### PROVIDED RECORDS
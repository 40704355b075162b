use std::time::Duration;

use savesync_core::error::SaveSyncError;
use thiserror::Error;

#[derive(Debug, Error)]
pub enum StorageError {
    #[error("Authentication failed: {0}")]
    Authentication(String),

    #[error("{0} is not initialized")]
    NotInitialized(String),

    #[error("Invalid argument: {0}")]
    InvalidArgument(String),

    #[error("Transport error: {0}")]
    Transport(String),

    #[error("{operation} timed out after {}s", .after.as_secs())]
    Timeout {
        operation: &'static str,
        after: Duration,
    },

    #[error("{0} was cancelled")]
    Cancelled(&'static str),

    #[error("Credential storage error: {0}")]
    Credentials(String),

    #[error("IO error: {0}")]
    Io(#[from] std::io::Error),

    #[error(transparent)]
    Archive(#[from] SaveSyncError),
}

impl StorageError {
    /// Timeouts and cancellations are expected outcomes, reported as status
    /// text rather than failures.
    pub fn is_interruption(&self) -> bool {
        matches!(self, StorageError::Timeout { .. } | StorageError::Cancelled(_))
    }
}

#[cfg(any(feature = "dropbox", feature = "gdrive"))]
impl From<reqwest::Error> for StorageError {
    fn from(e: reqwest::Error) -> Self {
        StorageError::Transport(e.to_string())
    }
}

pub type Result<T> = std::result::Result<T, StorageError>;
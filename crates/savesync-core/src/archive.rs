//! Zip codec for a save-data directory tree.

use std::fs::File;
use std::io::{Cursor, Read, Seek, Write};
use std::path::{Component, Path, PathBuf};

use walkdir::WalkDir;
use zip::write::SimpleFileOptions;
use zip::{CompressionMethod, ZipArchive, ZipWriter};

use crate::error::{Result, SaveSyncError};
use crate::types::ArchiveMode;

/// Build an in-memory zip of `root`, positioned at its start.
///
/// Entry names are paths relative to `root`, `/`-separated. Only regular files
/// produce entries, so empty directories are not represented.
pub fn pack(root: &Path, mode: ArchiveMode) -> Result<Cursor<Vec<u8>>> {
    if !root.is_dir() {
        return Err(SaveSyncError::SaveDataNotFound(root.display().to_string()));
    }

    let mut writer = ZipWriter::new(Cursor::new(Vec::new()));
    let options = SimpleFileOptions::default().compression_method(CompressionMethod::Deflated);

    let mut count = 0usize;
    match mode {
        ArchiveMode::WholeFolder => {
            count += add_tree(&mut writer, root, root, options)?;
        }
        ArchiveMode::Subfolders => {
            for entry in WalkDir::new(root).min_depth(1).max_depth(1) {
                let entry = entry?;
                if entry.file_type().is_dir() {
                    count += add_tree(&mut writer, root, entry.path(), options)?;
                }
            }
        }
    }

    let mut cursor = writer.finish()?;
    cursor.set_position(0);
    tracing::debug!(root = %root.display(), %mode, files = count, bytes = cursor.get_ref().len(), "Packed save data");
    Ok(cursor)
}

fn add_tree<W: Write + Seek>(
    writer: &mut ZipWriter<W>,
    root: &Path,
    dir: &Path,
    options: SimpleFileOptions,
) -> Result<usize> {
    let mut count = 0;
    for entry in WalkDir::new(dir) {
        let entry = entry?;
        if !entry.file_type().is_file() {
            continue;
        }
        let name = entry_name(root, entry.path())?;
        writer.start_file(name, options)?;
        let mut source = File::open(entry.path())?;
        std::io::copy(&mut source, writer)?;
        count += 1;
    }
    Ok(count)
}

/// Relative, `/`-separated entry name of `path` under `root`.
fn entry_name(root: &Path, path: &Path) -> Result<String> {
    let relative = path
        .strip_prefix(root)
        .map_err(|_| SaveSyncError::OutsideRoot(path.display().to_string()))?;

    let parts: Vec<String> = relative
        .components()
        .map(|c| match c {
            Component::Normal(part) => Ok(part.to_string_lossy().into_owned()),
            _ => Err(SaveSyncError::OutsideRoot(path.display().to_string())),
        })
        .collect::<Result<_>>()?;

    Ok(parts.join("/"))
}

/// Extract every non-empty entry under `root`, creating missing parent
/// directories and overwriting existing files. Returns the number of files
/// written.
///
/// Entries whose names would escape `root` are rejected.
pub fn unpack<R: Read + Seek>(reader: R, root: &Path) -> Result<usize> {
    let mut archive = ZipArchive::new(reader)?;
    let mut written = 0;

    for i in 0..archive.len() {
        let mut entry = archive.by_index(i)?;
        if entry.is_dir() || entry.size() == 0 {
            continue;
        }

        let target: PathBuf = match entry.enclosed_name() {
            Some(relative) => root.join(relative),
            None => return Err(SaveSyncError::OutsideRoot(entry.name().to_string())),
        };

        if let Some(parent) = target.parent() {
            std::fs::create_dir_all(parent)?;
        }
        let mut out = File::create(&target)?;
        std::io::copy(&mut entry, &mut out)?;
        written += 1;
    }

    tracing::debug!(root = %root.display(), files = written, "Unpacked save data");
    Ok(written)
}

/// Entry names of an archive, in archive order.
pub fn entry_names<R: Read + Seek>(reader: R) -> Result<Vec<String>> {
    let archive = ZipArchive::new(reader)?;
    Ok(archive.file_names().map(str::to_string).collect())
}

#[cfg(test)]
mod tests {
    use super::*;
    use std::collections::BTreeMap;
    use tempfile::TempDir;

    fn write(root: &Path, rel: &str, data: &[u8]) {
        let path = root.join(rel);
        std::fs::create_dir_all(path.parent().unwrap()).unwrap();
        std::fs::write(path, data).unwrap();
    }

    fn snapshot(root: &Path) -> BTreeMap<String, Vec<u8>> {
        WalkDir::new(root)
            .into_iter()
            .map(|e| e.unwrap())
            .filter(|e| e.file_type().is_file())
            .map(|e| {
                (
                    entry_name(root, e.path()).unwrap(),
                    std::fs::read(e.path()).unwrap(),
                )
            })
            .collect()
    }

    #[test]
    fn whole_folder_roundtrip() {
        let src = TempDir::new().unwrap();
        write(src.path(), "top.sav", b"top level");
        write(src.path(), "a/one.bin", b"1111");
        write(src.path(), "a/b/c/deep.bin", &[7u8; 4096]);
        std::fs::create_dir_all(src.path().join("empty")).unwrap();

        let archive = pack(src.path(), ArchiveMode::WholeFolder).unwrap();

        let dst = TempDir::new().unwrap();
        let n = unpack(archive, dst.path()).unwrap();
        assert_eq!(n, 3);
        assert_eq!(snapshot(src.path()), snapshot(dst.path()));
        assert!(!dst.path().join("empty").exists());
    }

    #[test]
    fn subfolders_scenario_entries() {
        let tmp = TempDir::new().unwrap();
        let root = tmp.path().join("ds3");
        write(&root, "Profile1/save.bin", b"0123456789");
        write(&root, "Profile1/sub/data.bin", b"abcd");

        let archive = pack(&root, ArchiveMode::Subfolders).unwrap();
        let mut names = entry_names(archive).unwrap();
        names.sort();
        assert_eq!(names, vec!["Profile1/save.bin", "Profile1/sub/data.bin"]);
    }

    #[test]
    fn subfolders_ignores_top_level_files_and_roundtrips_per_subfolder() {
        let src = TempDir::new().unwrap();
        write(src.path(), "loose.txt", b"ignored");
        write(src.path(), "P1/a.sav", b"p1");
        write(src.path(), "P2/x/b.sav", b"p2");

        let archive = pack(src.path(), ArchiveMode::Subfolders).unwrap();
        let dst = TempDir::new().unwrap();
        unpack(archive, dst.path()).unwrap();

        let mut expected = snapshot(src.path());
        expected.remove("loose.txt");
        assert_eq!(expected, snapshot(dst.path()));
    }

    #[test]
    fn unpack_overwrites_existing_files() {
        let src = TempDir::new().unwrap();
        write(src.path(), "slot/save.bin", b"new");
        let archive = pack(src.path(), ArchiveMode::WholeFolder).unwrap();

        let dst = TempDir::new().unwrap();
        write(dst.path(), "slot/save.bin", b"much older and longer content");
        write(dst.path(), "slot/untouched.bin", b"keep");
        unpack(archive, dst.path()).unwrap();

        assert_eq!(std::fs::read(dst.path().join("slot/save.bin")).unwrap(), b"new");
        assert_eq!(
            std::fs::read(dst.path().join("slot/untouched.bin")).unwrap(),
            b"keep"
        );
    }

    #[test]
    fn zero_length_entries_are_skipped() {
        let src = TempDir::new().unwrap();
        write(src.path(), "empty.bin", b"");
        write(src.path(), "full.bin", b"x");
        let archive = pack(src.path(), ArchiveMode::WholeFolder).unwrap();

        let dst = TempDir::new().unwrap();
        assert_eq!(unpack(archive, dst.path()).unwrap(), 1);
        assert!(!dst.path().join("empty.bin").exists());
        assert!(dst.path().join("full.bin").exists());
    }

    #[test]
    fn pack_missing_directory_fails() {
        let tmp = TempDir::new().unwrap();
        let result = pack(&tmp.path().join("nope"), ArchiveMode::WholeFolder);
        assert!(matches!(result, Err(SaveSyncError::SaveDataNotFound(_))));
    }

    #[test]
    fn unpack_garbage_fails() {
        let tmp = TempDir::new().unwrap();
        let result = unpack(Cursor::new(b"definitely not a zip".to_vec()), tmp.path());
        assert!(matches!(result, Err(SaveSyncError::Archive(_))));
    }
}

* * *

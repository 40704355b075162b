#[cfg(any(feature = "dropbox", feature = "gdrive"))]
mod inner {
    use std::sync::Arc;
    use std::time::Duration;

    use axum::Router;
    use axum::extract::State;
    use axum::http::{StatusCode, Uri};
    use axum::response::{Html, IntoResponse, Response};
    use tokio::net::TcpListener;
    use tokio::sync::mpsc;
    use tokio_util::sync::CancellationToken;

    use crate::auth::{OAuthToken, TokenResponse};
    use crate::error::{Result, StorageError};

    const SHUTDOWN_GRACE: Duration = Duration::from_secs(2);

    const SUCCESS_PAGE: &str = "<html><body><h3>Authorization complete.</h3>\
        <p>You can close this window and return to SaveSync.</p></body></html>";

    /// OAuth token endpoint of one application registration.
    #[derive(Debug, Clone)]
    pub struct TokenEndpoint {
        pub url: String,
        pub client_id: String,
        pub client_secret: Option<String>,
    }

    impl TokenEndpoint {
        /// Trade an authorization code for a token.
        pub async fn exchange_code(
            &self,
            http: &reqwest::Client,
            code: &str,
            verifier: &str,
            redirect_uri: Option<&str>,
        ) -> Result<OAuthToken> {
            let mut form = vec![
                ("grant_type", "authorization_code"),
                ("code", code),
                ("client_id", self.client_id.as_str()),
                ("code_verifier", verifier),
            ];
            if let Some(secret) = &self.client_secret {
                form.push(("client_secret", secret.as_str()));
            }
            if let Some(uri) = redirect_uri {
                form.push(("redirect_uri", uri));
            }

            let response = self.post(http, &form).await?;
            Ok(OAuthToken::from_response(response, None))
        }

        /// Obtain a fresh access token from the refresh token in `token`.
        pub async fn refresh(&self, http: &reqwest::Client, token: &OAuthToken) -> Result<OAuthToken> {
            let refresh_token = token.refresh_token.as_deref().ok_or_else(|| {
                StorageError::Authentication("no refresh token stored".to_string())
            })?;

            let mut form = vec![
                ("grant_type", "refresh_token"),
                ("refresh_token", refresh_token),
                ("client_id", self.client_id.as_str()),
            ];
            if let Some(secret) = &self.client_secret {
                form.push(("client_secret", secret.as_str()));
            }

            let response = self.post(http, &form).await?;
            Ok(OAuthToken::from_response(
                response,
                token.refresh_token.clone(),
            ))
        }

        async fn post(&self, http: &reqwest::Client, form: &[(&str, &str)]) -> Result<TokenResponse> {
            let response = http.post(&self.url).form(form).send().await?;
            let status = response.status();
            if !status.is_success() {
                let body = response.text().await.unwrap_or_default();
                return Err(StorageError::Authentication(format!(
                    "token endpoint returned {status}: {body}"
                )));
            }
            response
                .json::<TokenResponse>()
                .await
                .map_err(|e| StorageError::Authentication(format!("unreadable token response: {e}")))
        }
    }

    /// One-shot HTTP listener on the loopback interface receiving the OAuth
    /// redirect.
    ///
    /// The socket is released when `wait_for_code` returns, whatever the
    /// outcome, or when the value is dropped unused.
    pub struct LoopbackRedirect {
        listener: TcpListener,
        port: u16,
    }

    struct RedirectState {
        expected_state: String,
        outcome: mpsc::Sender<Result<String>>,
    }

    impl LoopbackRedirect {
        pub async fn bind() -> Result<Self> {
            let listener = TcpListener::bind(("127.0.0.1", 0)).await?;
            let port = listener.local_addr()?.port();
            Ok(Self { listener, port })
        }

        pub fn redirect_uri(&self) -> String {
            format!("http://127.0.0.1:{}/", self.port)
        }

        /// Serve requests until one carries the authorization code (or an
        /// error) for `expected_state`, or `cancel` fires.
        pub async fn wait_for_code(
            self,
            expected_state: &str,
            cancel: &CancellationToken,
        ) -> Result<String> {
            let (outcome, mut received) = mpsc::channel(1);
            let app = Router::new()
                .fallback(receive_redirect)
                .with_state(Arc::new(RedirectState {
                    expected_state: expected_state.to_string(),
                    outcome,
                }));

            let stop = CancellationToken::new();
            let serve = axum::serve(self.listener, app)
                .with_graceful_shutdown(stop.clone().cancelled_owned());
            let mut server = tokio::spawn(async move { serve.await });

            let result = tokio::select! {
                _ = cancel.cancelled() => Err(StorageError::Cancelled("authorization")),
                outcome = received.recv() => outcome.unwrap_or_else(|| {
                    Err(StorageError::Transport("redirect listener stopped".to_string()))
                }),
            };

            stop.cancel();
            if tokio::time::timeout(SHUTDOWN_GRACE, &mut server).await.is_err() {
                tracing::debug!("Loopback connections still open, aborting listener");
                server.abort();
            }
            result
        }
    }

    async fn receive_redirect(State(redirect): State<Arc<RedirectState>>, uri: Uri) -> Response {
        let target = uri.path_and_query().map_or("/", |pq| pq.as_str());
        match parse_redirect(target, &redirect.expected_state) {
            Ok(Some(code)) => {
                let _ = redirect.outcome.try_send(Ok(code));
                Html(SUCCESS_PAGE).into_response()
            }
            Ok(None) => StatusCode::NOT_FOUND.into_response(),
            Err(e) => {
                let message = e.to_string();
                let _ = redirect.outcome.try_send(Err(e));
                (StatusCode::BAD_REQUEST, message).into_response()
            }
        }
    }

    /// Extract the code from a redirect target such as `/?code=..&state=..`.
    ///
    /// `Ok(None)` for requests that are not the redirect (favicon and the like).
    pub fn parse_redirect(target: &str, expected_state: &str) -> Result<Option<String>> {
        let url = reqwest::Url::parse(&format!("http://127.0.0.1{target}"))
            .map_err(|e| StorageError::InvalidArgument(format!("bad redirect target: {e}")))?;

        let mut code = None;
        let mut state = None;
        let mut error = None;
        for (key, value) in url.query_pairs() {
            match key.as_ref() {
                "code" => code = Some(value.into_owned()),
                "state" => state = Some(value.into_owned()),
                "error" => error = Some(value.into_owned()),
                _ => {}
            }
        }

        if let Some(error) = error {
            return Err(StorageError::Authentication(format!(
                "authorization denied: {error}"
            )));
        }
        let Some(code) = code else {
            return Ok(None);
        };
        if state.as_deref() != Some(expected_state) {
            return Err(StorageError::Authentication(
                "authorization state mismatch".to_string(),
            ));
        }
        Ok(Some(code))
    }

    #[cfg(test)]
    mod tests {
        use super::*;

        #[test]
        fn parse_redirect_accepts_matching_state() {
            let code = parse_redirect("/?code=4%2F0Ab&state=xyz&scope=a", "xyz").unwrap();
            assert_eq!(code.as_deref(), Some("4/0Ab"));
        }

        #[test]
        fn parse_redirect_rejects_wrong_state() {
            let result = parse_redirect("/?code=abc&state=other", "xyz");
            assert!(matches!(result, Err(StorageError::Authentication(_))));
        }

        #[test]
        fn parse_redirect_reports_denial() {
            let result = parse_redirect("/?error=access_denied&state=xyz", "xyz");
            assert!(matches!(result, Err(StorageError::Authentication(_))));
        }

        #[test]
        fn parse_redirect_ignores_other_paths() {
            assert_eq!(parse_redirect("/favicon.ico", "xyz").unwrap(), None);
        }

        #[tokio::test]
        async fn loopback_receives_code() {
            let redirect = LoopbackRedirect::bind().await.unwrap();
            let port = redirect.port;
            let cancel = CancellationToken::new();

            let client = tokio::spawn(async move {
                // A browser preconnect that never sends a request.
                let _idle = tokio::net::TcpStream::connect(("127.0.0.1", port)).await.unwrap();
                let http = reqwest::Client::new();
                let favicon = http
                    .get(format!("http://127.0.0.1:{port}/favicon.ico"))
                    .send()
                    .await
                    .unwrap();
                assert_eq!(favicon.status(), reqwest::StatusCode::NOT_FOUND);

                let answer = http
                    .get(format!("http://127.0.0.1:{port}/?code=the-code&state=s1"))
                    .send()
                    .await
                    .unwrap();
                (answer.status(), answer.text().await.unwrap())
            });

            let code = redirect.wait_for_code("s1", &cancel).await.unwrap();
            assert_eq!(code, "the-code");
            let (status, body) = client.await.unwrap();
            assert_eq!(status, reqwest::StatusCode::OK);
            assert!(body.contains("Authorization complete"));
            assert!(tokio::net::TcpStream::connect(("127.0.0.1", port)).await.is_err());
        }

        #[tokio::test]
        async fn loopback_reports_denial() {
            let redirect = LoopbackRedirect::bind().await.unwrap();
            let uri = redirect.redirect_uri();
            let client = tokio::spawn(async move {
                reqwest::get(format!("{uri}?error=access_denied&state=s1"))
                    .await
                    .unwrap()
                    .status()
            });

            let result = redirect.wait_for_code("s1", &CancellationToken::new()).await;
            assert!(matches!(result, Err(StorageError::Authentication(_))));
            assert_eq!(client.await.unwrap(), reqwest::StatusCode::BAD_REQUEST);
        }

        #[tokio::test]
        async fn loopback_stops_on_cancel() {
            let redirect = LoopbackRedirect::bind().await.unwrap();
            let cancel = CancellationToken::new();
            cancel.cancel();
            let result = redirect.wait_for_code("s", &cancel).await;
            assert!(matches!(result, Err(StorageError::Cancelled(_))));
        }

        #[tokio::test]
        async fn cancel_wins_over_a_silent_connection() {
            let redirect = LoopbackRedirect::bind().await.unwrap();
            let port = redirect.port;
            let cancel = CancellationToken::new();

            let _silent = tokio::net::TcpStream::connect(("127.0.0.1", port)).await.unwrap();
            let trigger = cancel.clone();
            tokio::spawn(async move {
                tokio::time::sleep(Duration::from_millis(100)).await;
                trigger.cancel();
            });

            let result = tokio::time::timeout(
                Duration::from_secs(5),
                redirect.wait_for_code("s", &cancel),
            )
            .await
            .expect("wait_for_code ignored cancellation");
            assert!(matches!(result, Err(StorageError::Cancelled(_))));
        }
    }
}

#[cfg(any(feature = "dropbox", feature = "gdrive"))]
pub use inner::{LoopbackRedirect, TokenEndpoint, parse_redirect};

* * *

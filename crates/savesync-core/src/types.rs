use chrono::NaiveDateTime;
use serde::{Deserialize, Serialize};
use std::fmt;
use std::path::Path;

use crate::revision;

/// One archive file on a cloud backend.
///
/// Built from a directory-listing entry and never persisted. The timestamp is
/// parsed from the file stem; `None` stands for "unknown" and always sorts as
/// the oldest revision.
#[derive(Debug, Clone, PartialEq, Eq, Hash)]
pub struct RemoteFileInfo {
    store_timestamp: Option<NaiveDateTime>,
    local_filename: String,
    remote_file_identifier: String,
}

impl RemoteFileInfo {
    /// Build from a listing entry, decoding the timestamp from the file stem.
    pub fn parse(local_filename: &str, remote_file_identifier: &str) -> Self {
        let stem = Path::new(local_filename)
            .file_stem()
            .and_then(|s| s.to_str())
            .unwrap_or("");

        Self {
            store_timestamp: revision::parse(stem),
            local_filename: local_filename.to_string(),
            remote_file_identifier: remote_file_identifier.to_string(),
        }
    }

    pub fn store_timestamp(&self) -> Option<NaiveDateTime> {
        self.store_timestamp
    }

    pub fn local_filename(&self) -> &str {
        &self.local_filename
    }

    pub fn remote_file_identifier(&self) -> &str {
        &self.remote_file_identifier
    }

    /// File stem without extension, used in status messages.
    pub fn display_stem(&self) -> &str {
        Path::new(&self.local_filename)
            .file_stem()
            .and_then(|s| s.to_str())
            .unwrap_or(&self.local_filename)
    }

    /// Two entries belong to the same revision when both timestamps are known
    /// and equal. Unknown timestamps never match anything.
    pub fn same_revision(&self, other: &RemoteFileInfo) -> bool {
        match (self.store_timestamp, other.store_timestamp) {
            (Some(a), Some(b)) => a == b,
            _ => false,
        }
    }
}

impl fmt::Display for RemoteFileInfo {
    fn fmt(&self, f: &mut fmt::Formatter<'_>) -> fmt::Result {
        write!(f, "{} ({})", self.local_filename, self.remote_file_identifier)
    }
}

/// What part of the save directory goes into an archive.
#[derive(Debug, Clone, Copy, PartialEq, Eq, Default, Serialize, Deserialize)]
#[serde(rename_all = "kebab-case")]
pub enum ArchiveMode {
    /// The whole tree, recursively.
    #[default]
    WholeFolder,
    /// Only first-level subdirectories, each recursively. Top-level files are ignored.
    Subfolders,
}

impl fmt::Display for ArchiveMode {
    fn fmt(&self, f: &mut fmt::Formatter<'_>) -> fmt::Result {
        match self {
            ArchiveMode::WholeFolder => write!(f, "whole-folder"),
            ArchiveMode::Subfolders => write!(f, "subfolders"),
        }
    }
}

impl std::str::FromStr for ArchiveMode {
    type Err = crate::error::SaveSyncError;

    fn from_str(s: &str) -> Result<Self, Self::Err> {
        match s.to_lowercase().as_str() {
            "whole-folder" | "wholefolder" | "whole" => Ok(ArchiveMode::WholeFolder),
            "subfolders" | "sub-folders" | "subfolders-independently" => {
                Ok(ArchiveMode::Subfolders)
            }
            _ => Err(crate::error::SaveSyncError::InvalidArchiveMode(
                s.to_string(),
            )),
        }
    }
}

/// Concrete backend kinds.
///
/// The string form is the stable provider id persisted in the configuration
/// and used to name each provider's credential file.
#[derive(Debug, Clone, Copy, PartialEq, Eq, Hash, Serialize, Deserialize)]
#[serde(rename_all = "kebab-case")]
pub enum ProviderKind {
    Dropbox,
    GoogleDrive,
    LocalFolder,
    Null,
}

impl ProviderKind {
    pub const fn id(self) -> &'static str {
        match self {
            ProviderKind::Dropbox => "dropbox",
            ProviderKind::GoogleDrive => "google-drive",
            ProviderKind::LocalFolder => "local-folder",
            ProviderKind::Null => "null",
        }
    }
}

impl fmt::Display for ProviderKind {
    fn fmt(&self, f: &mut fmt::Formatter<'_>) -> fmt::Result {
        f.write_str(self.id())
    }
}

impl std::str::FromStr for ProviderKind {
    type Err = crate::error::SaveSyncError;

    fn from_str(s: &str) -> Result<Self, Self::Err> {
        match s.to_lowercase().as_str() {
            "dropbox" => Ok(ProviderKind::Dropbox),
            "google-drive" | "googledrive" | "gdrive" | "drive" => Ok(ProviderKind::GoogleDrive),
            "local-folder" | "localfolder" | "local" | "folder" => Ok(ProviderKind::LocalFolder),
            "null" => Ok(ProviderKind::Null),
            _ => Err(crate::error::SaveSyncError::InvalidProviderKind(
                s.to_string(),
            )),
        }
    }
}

### TASK REQUIREMENTS
Copy from the entries above each line in which the string "Serialize" can be found.

### COMPLETED TASK
use serde::{Deserialize, Serialize};
#[derive(Debug, Clone, Copy, PartialEq, Eq, Default, Serialize, Deserialize)]
#[derive(Debug, Clone, Copy, PartialEq, Eq, Hash, Serialize, Deserialize)]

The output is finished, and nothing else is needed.